An anti-inflammatory drug called dexamethasone has been hailed as a ground-breaking treatment for hospital patients seriously ill with Covid-19.
A UK trial showed the drug could save lives – the first internationally to do so – and it can be used in the NHS immediately.
What is the drug?
Dexamethasone is a steroid – a medicine that reduces inflammation by mimicking anti-inflammatory hormones produced by the body.
How does it work?
This drug works by dampening down the body’s immune system.
Coronavirus infection triggers inflammation as the body tries to fight it off.
But sometimes the immune system goes into overdrive and it’s this reaction that can prove fatal – the very reaction designed to attack infection ends up attacking the body’s own cells.
Dexamethasone calms this effect.
It’s only suitable for people who are already in hospital and receiving oxygen or mechanical ventilation – the most unwell.
The drug does not work on people with milder symptoms, because suppressing their immune system at this point would not be helpful.
How effective is it?
According to the scientists who carried out the trials, one in three deaths could be prevented among patients on ventilators.
For patients on oxygen, it could prevent one death in five.
There was no significant benefit for patients who were not receiving respiratory support.
What was the trial?
The results come from the Recovery (Randomised Evaluation of Covid-19 therapy) trial, conducted by the University of Oxford.
It’s testing whether existing medicines used for other conditions could also be useful in treating Covid-19.
About 2,100 patients received a 6mg daily dose of dexamethasone in the trial for 10 days.
Their progress was compared with a random sample of just over 4,300 patients who received no additional treatment.
Scientists hope dexamethasone could eventually be used as part of a suite of drugs which, together, could reduce deaths even further.
It is now recommended for adults, not including those who are pregnant or breastfeeding.
How widely available is the drug?
Dexamethasone is a low-cost drug which already exists and is in good supply.
The UK government says it had already stockpiled enough of the drug to treat 200,000 people, in anticipation of a good result from the trial.
The drug costs from £5.40 a day per patient and the treatment on Covid-19 patients lasts for up to 10 days.

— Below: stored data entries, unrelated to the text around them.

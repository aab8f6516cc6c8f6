//! Geometry of a solid as a tagged variant, with free functions dispatched on the tag.

use std::f32::consts::PI;

use glam::Vec3;
use serde::{Deserialize, Serialize};

use super::mesh::{Aabb, TriangleMesh};
use super::solid::Compound;
use crate::dynamics::inertia::{self, InertiaTensor};

/// Enumeration of supported solid geometries. Analytic shapes are centred on the geometry
/// origin; cylinders and tori have their symmetry axis along Y.
#[derive(Debug, Clone, PartialEq, Serialize, Deserialize)]
pub enum ShapeKind {
    Sphere {
        radius: f32,
    },
    Box {
        half_extents: Vec3,
    },
    Cylinder {
        radius: f32,
        half_height: f32,
    },
    Torus {
        major_radius: f32,
        minor_radius: f32,
    },
    /// Closed triangle mesh; a wall thickness turns it into a hollow shell.
    Mesh {
        mesh: TriangleMesh,
        wall_thickness: Option<f32>,
    },
    Compound(Compound),
}

impl ShapeKind {
    pub fn name(&self) -> &'static str {
        match self {
            ShapeKind::Sphere { .. } => "sphere",
            ShapeKind::Box { .. } => "box",
            ShapeKind::Cylinder { .. } => "cylinder",
            ShapeKind::Torus { .. } => "torus",
            ShapeKind::Mesh { .. } => "mesh",
            ShapeKind::Compound(_) => "compound",
        }
    }
}

/// Enclosed volume and its centroid in the geometry frame. Shells enclose the same
/// volume as the solid they wrap. Compounds count their buoyant parts.
pub fn enclosed_volume(shape: &ShapeKind) -> (f32, Vec3) {
    match shape {
        ShapeKind::Sphere { radius } => (4.0 / 3.0 * PI * radius.powi(3), Vec3::ZERO),
        ShapeKind::Box { half_extents } => (8.0 * half_extents.x * half_extents.y * half_extents.z, Vec3::ZERO),
        ShapeKind::Cylinder { radius, half_height } => {
            (PI * radius * radius * 2.0 * half_height, Vec3::ZERO)
        }
        ShapeKind::Torus {
            major_radius,
            minor_radius,
        } => (2.0 * PI * PI * major_radius * minor_radius * minor_radius, Vec3::ZERO),
        ShapeKind::Mesh { mesh, .. } => {
            let (volume, centroid) = inertia::mesh_volume_and_centroid(mesh);
            (volume.max(0.0) as f32, centroid.as_vec3())
        }
        ShapeKind::Compound(compound) => {
            let mut volume = 0.0;
            let mut weighted = Vec3::ZERO;
            for part in compound.parts.iter().filter(|part| part.solid.buoyant) {
                volume += part.solid.volume;
                weighted += part.solid.volume * part.origin.transform_point(part.solid.center_of_buoyancy);
            }
            if volume > 0.0 {
                (volume, weighted / volume)
            } else {
                (0.0, Vec3::ZERO)
            }
        }
    }
}

/// Bounds in the geometry frame.
pub fn local_aabb(shape: &ShapeKind) -> Aabb {
    match shape {
        ShapeKind::Sphere { radius } => Aabb::from_half_extents(Vec3::ZERO, Vec3::splat(*radius)),
        ShapeKind::Box { half_extents } => Aabb::from_half_extents(Vec3::ZERO, *half_extents),
        ShapeKind::Cylinder { radius, half_height } => {
            Aabb::from_half_extents(Vec3::ZERO, Vec3::new(*radius, *half_height, *radius))
        }
        ShapeKind::Torus {
            major_radius,
            minor_radius,
        } => {
            let outer = major_radius + minor_radius;
            Aabb::from_half_extents(Vec3::ZERO, Vec3::new(outer, *minor_radius, outer))
        }
        ShapeKind::Mesh { mesh, .. } => mesh.bounds,
        ShapeKind::Compound(compound) => {
            let mut bounds = Aabb::empty();
            for part in &compound.parts {
                bounds.merge(&local_aabb(&part.solid.shape).transformed(&part.origin));
            }
            bounds
        }
    }
}

/// Largest projection of the shape onto the unit `direction`, in the geometry frame.
pub fn support(shape: &ShapeKind, direction: Vec3) -> f32 {
    match shape {
        ShapeKind::Sphere { radius } => *radius,
        ShapeKind::Box { half_extents } => direction.abs().dot(*half_extents),
        ShapeKind::Cylinder { radius, half_height } => {
            half_height * direction.y.abs()
                + radius * (direction.x * direction.x + direction.z * direction.z).sqrt()
        }
        ShapeKind::Torus {
            major_radius,
            minor_radius,
        } => major_radius * (direction.x * direction.x + direction.z * direction.z).sqrt() + minor_radius,
        ShapeKind::Mesh { mesh, .. } => mesh.support(direction),
        ShapeKind::Compound(compound) => compound
            .parts
            .iter()
            .map(|part| {
                let local = part.origin.inverse_transform_vector(direction);
                part.origin.position.dot(direction) + support(&part.solid.shape, local)
            })
            .fold(f32::NEG_INFINITY, f32::max),
    }
}

/// Points whose bounds describe the shape's extent; used for proxy fitting.
pub fn outline_points(shape: &ShapeKind) -> Vec<Vec3> {
    match shape {
        ShapeKind::Mesh { mesh, .. } => mesh.vertices.clone(),
        ShapeKind::Compound(compound) => compound
            .parts
            .iter()
            .filter(|part| part.solid.buoyant)
            .flat_map(|part| {
                outline_points(&part.solid.shape)
                    .into_iter()
                    .map(|p| part.origin.transform_point(p))
                    .collect::<Vec<_>>()
            })
            .collect(),
        analytic => local_aabb(analytic).corners().to_vec(),
    }
}

/// Inertia of a single uniform shape. Compounds carry their own part materials and are
/// accumulated by the solid that owns them.
pub fn inertia(shape: &ShapeKind, density: f32) -> InertiaTensor {
    let density = density as f64;
    match shape {
        ShapeKind::Sphere { radius } => inertia::sphere_inertia(*radius as f64, density),
        ShapeKind::Box { half_extents } => inertia::box_inertia(half_extents.as_dvec3(), density),
        ShapeKind::Cylinder { radius, half_height } => {
            inertia::cylinder_inertia(*radius as f64, *half_height as f64, density)
        }
        ShapeKind::Torus {
            major_radius,
            minor_radius,
        } => inertia::torus_inertia(*major_radius as f64, *minor_radius as f64, density),
        ShapeKind::Mesh {
            mesh,
            wall_thickness: Some(thickness),
        } => inertia::shell_mesh_inertia(mesh, *thickness as f64, density),
        ShapeKind::Mesh {
            mesh,
            wall_thickness: None,
        } => inertia::solid_mesh_inertia(mesh, density),
        ShapeKind::Compound(compound) => inertia::combine(
            compound
                .parts
                .iter()
                .map(|part| (&part.solid.mass_properties, &part.origin)),
        ),
    }
}
//! Fluid volumes bodies can be immersed in.

use std::f32::consts::TAU;

use glam::Vec3;
use serde::{Deserialize, Serialize};

use crate::config::{DEFAULT_GRAVITY, WATER_DENSITY};

/// Body of fluid with a free surface.
///
/// Queries are read-only so the force model can evaluate many bodies in parallel;
/// `update` advances any time-dependent surface between steps.
pub trait FluidVolume: Send + Sync {
    /// Signed distance of `point` from the surface along [`FluidVolume::up`].
    /// Negative below the surface.
    fn depth(&self, point: Vec3) -> f32;

    /// Fluid velocity at `point`.
    fn velocity(&self, point: Vec3) -> Vec3;

    fn density(&self) -> f32;

    /// Unit vector pointing out of the fluid.
    fn up(&self) -> Vec3;

    fn update(&mut self, time: f32);
}

/// Sinusoidal surface wave travelling along a horizontal direction.
#[derive(Debug, Clone, Copy, PartialEq, Serialize, Deserialize)]
pub struct Wave {
    pub amplitude: f32,
    pub wavelength: f32,
    pub direction: Vec3,
    pub phase: f32,
}

impl Wave {
    pub fn new(amplitude: f32, wavelength: f32, direction: Vec3) -> Self {
        Self {
            amplitude,
            wavelength,
            direction: direction.normalize_or_zero(),
            phase: 0.0,
        }
    }

    /// Elevation at a horizontal position; deep-water dispersion sets the speed.
    fn elevation(&self, point: Vec3, time: f32, gravity: f32) -> f32 {
        if self.wavelength <= 0.0 {
            return 0.0;
        }
        let k = TAU / self.wavelength;
        let omega = (gravity * k).sqrt();
        self.amplitude * (k * self.direction.dot(point) - omega * time + self.phase).sin()
    }
}

/// Flow imposed on the fluid.
#[derive(Debug, Clone, Copy, Default, PartialEq, Serialize, Deserialize)]
pub enum Current {
    #[default]
    None,
    Uniform(Vec3),
    /// Flow along `direction` whose speed falls off parabolically to zero at `radius`
    /// from the jet axis.
    Jet {
        origin: Vec3,
        direction: Vec3,
        radius: f32,
        speed: f32,
    },
}

impl Current {
    pub fn velocity(&self, point: Vec3) -> Vec3 {
        match *self {
            Current::None => Vec3::ZERO,
            Current::Uniform(v) => v,
            Current::Jet {
                origin,
                direction,
                radius,
                speed,
            } => {
                let axis = direction.normalize_or_zero();
                let offset = point - origin;
                let radial = offset - axis * offset.dot(axis);
                if radius <= 0.0 {
                    return Vec3::ZERO;
                }
                let falloff = 1.0 - radial.length_squared() / (radius * radius);
                axis * speed * falloff.max(0.0)
            }
        }
    }
}

/// Open water: a free surface at `level` along `up`, optionally perturbed by waves.
#[derive(Debug, Clone, PartialEq, Serialize, Deserialize)]
pub struct Ocean {
    pub level: f32,
    pub density: f32,
    pub up: Vec3,
    pub waves: Vec<Wave>,
    pub current: Current,
    time: f32,
}

impl Default for Ocean {
    fn default() -> Self {
        Self {
            level: 0.0,
            density: WATER_DENSITY,
            up: Vec3::Y,
            waves: Vec::new(),
            current: Current::None,
            time: 0.0,
        }
    }
}

impl Ocean {
    /// Calm sea water with its surface at `level`.
    pub fn new(level: f32) -> Self {
        Self {
            level,
            ..Self::default()
        }
    }

    pub fn with_density(mut self, density: f32) -> Self {
        self.density = density;
        self
    }

    pub fn with_up(mut self, up: Vec3) -> Self {
        self.up = up.try_normalize().unwrap_or(Vec3::Y);
        self
    }

    pub fn with_wave(mut self, wave: Wave) -> Self {
        self.waves.push(wave);
        self
    }

    pub fn with_current(mut self, current: Current) -> Self {
        self.current = current;
        self
    }

    /// Height of the surface above `level` at the horizontal position of `point`.
    pub fn surface_elevation(&self, point: Vec3) -> f32 {
        let gravity = Vec3::from_array(DEFAULT_GRAVITY).length();
        self.waves
            .iter()
            .map(|wave| wave.elevation(point, self.time, gravity))
            .sum()
    }
}

impl FluidVolume for Ocean {
    fn depth(&self, point: Vec3) -> f32 {
        self.up.dot(point) - self.level - self.surface_elevation(point)
    }

    fn velocity(&self, point: Vec3) -> Vec3 {
        self.current.velocity(point)
    }

    fn density(&self) -> f32 {
        self.density
    }

    fn up(&self) -> Vec3 {
        self.up
    }

    fn update(&mut self, time: f32) {
        self.time = time;
    }
}

#[cfg(test)]
mod tests {
    use super::*;
    use approx::assert_relative_eq;

    #[test]
    fn calm_ocean_depth_is_height_above_level() {
        let ocean = Ocean::new(2.0);
        assert_relative_eq!(ocean.depth(Vec3::new(5.0, 3.0, -1.0)), 1.0);
        assert!(ocean.depth(Vec3::new(0.0, 1.0, 0.0)) < 0.0);
    }

    #[test]
    fn waves_move_with_time() {
        let mut ocean = Ocean::new(0.0).with_wave(Wave::new(0.5, 10.0, Vec3::X));
        let probe = Vec3::new(2.5, 0.0, 0.0);
        let before = ocean.depth(probe);
        ocean.update(1.0);
        assert!((ocean.depth(probe) - before).abs() > 1e-3);
        assert!(ocean.surface_elevation(probe).abs() <= 0.5 + 1e-6);
    }

    #[test]
    fn jet_is_fastest_on_its_axis() {
        let jet = Current::Jet {
            origin: Vec3::ZERO,
            direction: Vec3::X,
            radius: 1.0,
            speed: 2.0,
        };
        assert_relative_eq!(jet.velocity(Vec3::new(3.0, 0.0, 0.0)).x, 2.0);
        assert_relative_eq!(jet.velocity(Vec3::new(3.0, 0.5, 0.0)).x, 1.5);
        assert_eq!(jet.velocity(Vec3::new(0.0, 2.0, 0.0)), Vec3::ZERO);
    }
}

It was first made in 1957 and became available for use in the UK in the early 1960s.
Because it’s been around for such a long time, the drug is out of patent.
That means lots of different companies can make the drug and it is widely available around the world.
The Department of Health and Social Care says the drug has also been added to the government’s parallel export list, which bans companies from buying medicines meant for UK patients and selling them on for a higher price in another country.
What’s reaction been worldwide?
The World Health Organization has welcomed the trial results, saying more therapies are now needed for milder symptoms.
The findings are particularly good news for developing countries too.
In many African nations, for example, the drug costs less than two dollars.
In South Africa, where the drug is manufactured, the government has already been advised to use it to treat patients on oxygen or ventilation support.
Data from the WHO shows that more than 5,000 people have died from Covid-19 in Africa, the majority of whom had underlying health conditions.
What other conditions is it used for?
The drug can help treat various illnesses involving inflammation or swelling in the body, or conditions where the immune system goes into overdrive – for example, severe asthma which can cause inflammation in the airways and lungs, severe allergic reactions or painful, inflamed joints.
Dexamethasone is also useful in autoimmune conditions such as rheumatoid arthritis or lupus, which are caused by the immune system mistakenly attacking the body.
Are there any side-effects?
Common side effects of dexamethasone used for non-Covid conditions include anxiety, difficulty sleeping, weight gain and fluid retention.
Rarer side effects include eye disorders, blurred vision and haemorrhage.
However, coronavirus patients only need a relatively low dose which should limit side effects.
The Chief Medical Officer for England said there were “no excess harms identified in using this dose of dexamethasone in this patient population”.
Do other steroids work?
Prof Peter Horby, who led the UK research on dexamethasone, said the use of steroids to treat viral respiratory infections, such as Covid-19, has been controversial.
Trials of the drugs during other disease outbreaks, including Sars – another coronavirus- were mixed with some showing a benefit, but others not.
“It’s been a huge ongoing debate,” says Prof Horby.
Scientists are trialling other steroids, such as methylprednisolone, in coronavirus patients with some promising early results.